Upon moving in with his family, Browne at first called the home "The Studio", then "The Old Stone Abbey", then "Oldestane Abbey", until settling on "Abbey San Encino". Other characters took up residence at the home, including a painter, a wrought-iron worker, a wood-block cutter, a cactus grower, a dressmaker, an earthworm grower, and authors. Browne set up his printshop there as well, equipping it with a linotype machine, a drum cylinder press, a Kluge automatic feeder platen press, and a hand-fed platen press. He mentored many printmakers such as House Olsen, Carl Bigsby, Ward Ritchie, and Lawrence Clark Powell. He became a printer for Occidental College, USC, Pasadena College, and other clients, including people in need of engagement announcements, wedding invitations, and birth announcements.
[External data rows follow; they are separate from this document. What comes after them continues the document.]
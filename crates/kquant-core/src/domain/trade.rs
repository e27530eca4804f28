//! 거래(주문) 기록 및 생명주기 상태 머신.
//!
//! 상태 전이는 아래 DAG만 허용됩니다:
//!
//! ```text
//! PENDING → SUBMITTED → ACCEPTED ──► FILLED
//!                                ├─► PARTIALLY_FILLED → FILLED
//!                                ├─► CANCELLED
//!                                ├─► REJECTED
//!                                ├─► EXPIRED
//!                                └─► FAILED
//! ```
//!
//! 종료 상태에서의 전이 시도는 불변식 위반으로 실패합니다.

use crate::domain::order::{OrderType, Side};
use crate::error::{KquantError, KquantResult};
use crate::types::{Amount, Price, Shares, Ticker};
use chrono::{DateTime, Utc};
use rust_decimal::Decimal;
use serde::{Deserialize, Serialize};

/// 거래 상태.
#[derive(Debug, Clone, Copy, PartialEq, Eq, Serialize, Deserialize)]
#[serde(rename_all = "SCREAMING_SNAKE_CASE")]
pub enum TradeStatus {
    /// 생성됨 (아직 제출되지 않음)
    Pending,
    /// 브로커에 제출됨
    Submitted,
    /// 브로커가 접수함
    Accepted,
    /// 부분 체결됨
    PartiallyFilled,
    /// 전량 체결됨
    Filled,
    /// 취소됨
    Cancelled,
    /// 거부됨
    Rejected,
    /// 유효 기간 만료
    Expired,
    /// 실행 실패
    Failed,
}

impl TradeStatus {
    /// 종료 상태인지 확인합니다.
    pub fn is_terminal(&self) -> bool {
        matches!(
            self,
            TradeStatus::Filled
                | TradeStatus::Cancelled
                | TradeStatus::Rejected
                | TradeStatus::Expired
                | TradeStatus::Failed
        )
    }

    /// 아직 활성 상태인지 확인합니다.
    pub fn is_active(&self) -> bool {
        !self.is_terminal()
    }

    /// 허용된 다음 상태인지 확인합니다.
    pub fn can_transition_to(&self, next: TradeStatus) -> bool {
        use TradeStatus::*;
        matches!(
            (*self, next),
            (Pending, Submitted)
                | (Submitted, Accepted)
                | (Accepted, Filled)
                | (Accepted, PartiallyFilled)
                | (Accepted, Cancelled)
                | (Accepted, Rejected)
                | (Accepted, Expired)
                | (Accepted, Failed)
                | (PartiallyFilled, PartiallyFilled)
                | (PartiallyFilled, Filled)
                | (PartiallyFilled, Cancelled)
        )
    }
}

impl std::fmt::Display for TradeStatus {
    fn fmt(&self, f: &mut std::fmt::Formatter<'_>) -> std::fmt::Result {
        let s = match self {
            TradeStatus::Pending => "PENDING",
            TradeStatus::Submitted => "SUBMITTED",
            TradeStatus::Accepted => "ACCEPTED",
            TradeStatus::PartiallyFilled => "PARTIALLY_FILLED",
            TradeStatus::Filled => "FILLED",
            TradeStatus::Cancelled => "CANCELLED",
            TradeStatus::Rejected => "REJECTED",
            TradeStatus::Expired => "EXPIRED",
            TradeStatus::Failed => "FAILED",
        };
        write!(f, "{}", s)
    }
}

/// 영속화되는 거래 기록.
///
/// `order_id`가 멱등성 키입니다 (예: `ENTRY_005930_20260702_084501`).
#[derive(Debug, Clone, Serialize, Deserialize)]
pub struct Trade {
    /// 주문 ID (고유, 멱등성 키)
    pub order_id: String,
    /// 사용자 ID
    pub user_id: String,
    /// 종목 코드
    pub ticker: Ticker,
    /// 매매 방향
    pub side: Side,
    /// 주문 유형
    pub order_type: OrderType,
    /// 요청 수량
    pub requested_quantity: Shares,
    /// 요청 가격 (시장가면 None)
    #[serde(skip_serializing_if = "Option::is_none")]
    pub requested_price: Option<Price>,
    /// 체결 수량 (단조 증가)
    pub executed_quantity: Shares,
    /// 평균 체결 가격
    #[serde(skip_serializing_if = "Option::is_none")]
    pub executed_price: Option<Price>,
    /// 체결 금액 합계
    pub total_amount: Amount,
    /// 수수료 합계
    pub commission: Amount,
    /// 세금 합계 (거래세 + 농특세)
    pub tax: Amount,
    /// 현재 상태
    pub status: TradeStatus,
    /// 주문 사유
    #[serde(skip_serializing_if = "Option::is_none")]
    pub reason: Option<String>,
    /// 주문을 생성한 전략
    #[serde(skip_serializing_if = "Option::is_none")]
    pub strategy: Option<String>,
    /// 생성 시각
    pub created_at: DateTime<Utc>,
    /// 체결 완료 시각
    #[serde(skip_serializing_if = "Option::is_none")]
    pub executed_at: Option<DateTime<Utc>>,
    /// 취소 시각
    #[serde(skip_serializing_if = "Option::is_none")]
    pub cancelled_at: Option<DateTime<Utc>>,
}

impl Trade {
    /// 새 거래 기록을 생성합니다 (PENDING 상태).
    pub fn new(
        order_id: impl Into<String>,
        user_id: impl Into<String>,
        ticker: Ticker,
        side: Side,
        order_type: OrderType,
        requested_quantity: Shares,
        requested_price: Option<Price>,
    ) -> Self {
        Self {
            order_id: order_id.into(),
            user_id: user_id.into(),
            ticker,
            side,
            order_type,
            requested_quantity,
            requested_price,
            executed_quantity: 0,
            executed_price: None,
            total_amount: Decimal::ZERO,
            commission: Decimal::ZERO,
            tax: Decimal::ZERO,
            status: TradeStatus::Pending,
            reason: None,
            strategy: None,
            created_at: Utc::now(),
            executed_at: None,
            cancelled_at: None,
        }
    }

    /// 주문 사유를 설정합니다.
    pub fn with_reason(mut self, reason: impl Into<String>) -> Self {
        self.reason = Some(reason.into());
        self
    }

    /// 전략 이름을 설정합니다.
    pub fn with_strategy(mut self, strategy: impl Into<String>) -> Self {
        self.strategy = Some(strategy.into());
        self
    }

    /// 상태를 전이합니다. DAG에 없는 전이는 실패합니다.
    pub fn transition(&mut self, next: TradeStatus) -> KquantResult<()> {
        if !self.status.can_transition_to(next) {
            return Err(KquantError::Invariant(format!(
                "invalid trade transition {} -> {} for {}",
                self.status, next, self.order_id
            )));
        }
        self.status = next;
        match next {
            TradeStatus::Filled => self.executed_at = Some(Utc::now()),
            TradeStatus::Cancelled => self.cancelled_at = Some(Utc::now()),
            _ => {}
        }
        Ok(())
    }

    /// 체결을 기록합니다.
    ///
    /// 체결 수량 합계가 요청 수량을 초과하면 실패합니다. 전량 체결 시
    /// FILLED, 일부 체결 시 PARTIALLY_FILLED로 전이합니다.
    pub fn record_fill(
        &mut self,
        quantity: Shares,
        price: Price,
        commission: Amount,
        tax: Amount,
    ) -> KquantResult<()> {
        if quantity <= 0 {
            return Err(KquantError::InvalidInput(format!(
                "fill quantity must be positive: {}",
                quantity
            )));
        }
        if self.executed_quantity + quantity > self.requested_quantity {
            return Err(KquantError::Invariant(format!(
                "fill would exceed requested quantity for {}: {} + {} > {}",
                self.order_id, self.executed_quantity, quantity, self.requested_quantity
            )));
        }

        // 평균 체결 가격 갱신
        let fill_amount = price * Decimal::from(quantity);
        let prev_amount = self.total_amount;
        self.total_amount = prev_amount + fill_amount;
        self.executed_quantity += quantity;
        self.executed_price = Some(self.total_amount / Decimal::from(self.executed_quantity));
        self.commission += commission;
        self.tax += tax;

        if self.executed_quantity == self.requested_quantity {
            self.transition(TradeStatus::Filled)
        } else {
            self.transition(TradeStatus::PartiallyFilled)
        }
    }

    /// 남은 수량을 반환합니다.
    pub fn remaining_quantity(&self) -> Shares {
        self.requested_quantity - self.executed_quantity
    }

    /// 전량 체결 여부를 확인합니다.
    pub fn is_filled(&self) -> bool {
        self.status == TradeStatus::Filled
    }
}

#[cfg(test)]
mod tests {
    use super::*;
    use rust_decimal_macros::dec;

    fn new_trade() -> Trade {
        Trade::new(
            "ENTRY_005930_20260702_084501",
            "user1",
            Ticker::new("005930").unwrap(),
            Side::Buy,
            OrderType::Limit,
            100,
            Some(dec!(70000)),
        )
    }

    #[test]
    fn test_happy_path_transitions() {
        let mut trade = new_trade();
        trade.transition(TradeStatus::Submitted).unwrap();
        trade.transition(TradeStatus::Accepted).unwrap();
        trade
            .record_fill(100, dec!(70000), dec!(105), Decimal::ZERO)
            .unwrap();
        assert!(trade.is_filled());
        assert!(trade.executed_at.is_some());
    }

    #[test]
    fn test_partial_fill_path() {
        let mut trade = new_trade();
        trade.transition(TradeStatus::Submitted).unwrap();
        trade.transition(TradeStatus::Accepted).unwrap();

        trade
            .record_fill(40, dec!(70000), dec!(42), Decimal::ZERO)
            .unwrap();
        assert_eq!(trade.status, TradeStatus::PartiallyFilled);
        assert_eq!(trade.remaining_quantity(), 60);

        trade
            .record_fill(60, dec!(70100), dec!(63), Decimal::ZERO)
            .unwrap();
        assert!(trade.is_filled());
        // 평균 체결가: (40*70000 + 60*70100) / 100 = 70060
        assert_eq!(trade.executed_price, Some(dec!(70060)));
    }

    #[test]
    fn test_overfill_rejected() {
        let mut trade = new_trade();
        trade.transition(TradeStatus::Submitted).unwrap();
        trade.transition(TradeStatus::Accepted).unwrap();
        let result = trade.record_fill(101, dec!(70000), Decimal::ZERO, Decimal::ZERO);
        assert!(matches!(result, Err(KquantError::Invariant(_))));
    }

    #[test]
    fn test_terminal_state_is_sticky() {
        let mut trade = new_trade();
        trade.transition(TradeStatus::Submitted).unwrap();
        trade.transition(TradeStatus::Accepted).unwrap();
        trade.transition(TradeStatus::Cancelled).unwrap();

        // 종료 상태에서 추가 전이 금지
        assert!(trade.transition(TradeStatus::Filled).is_err());
        assert!(trade.transition(TradeStatus::Submitted).is_err());
    }

    #[test]
    fn test_skipping_states_rejected() {
        let mut trade = new_trade();
        assert!(trade.transition(TradeStatus::Filled).is_err());
        assert!(trade.transition(TradeStatus::Accepted).is_err());
    }

    #[test]
    fn test_terminal_classification() {
        assert!(TradeStatus::Filled.is_terminal());
        assert!(TradeStatus::Rejected.is_terminal());
        assert!(TradeStatus::Expired.is_terminal());
        assert!(TradeStatus::Failed.is_terminal());
        assert!(TradeStatus::Cancelled.is_terminal());
        assert!(TradeStatus::PartiallyFilled.is_active());
        assert!(TradeStatus::Pending.is_active());
    }
}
He worked alongside his son Jack, and the two created works such as How to Live Life (1929) and A Couple of Good Scouts (1940).

Browne died on July 1, 1942, and after serving in the army, Jack moved back into the Abbey with his wife and children, Berbie, Jackson, and Severin, Jackson being Jackson Browne who would go on to become a world-famous musician and activist. Browne used a photograph, taken by Alan F. Blumenthal, of the Abbey for the cover of his album For Everyman.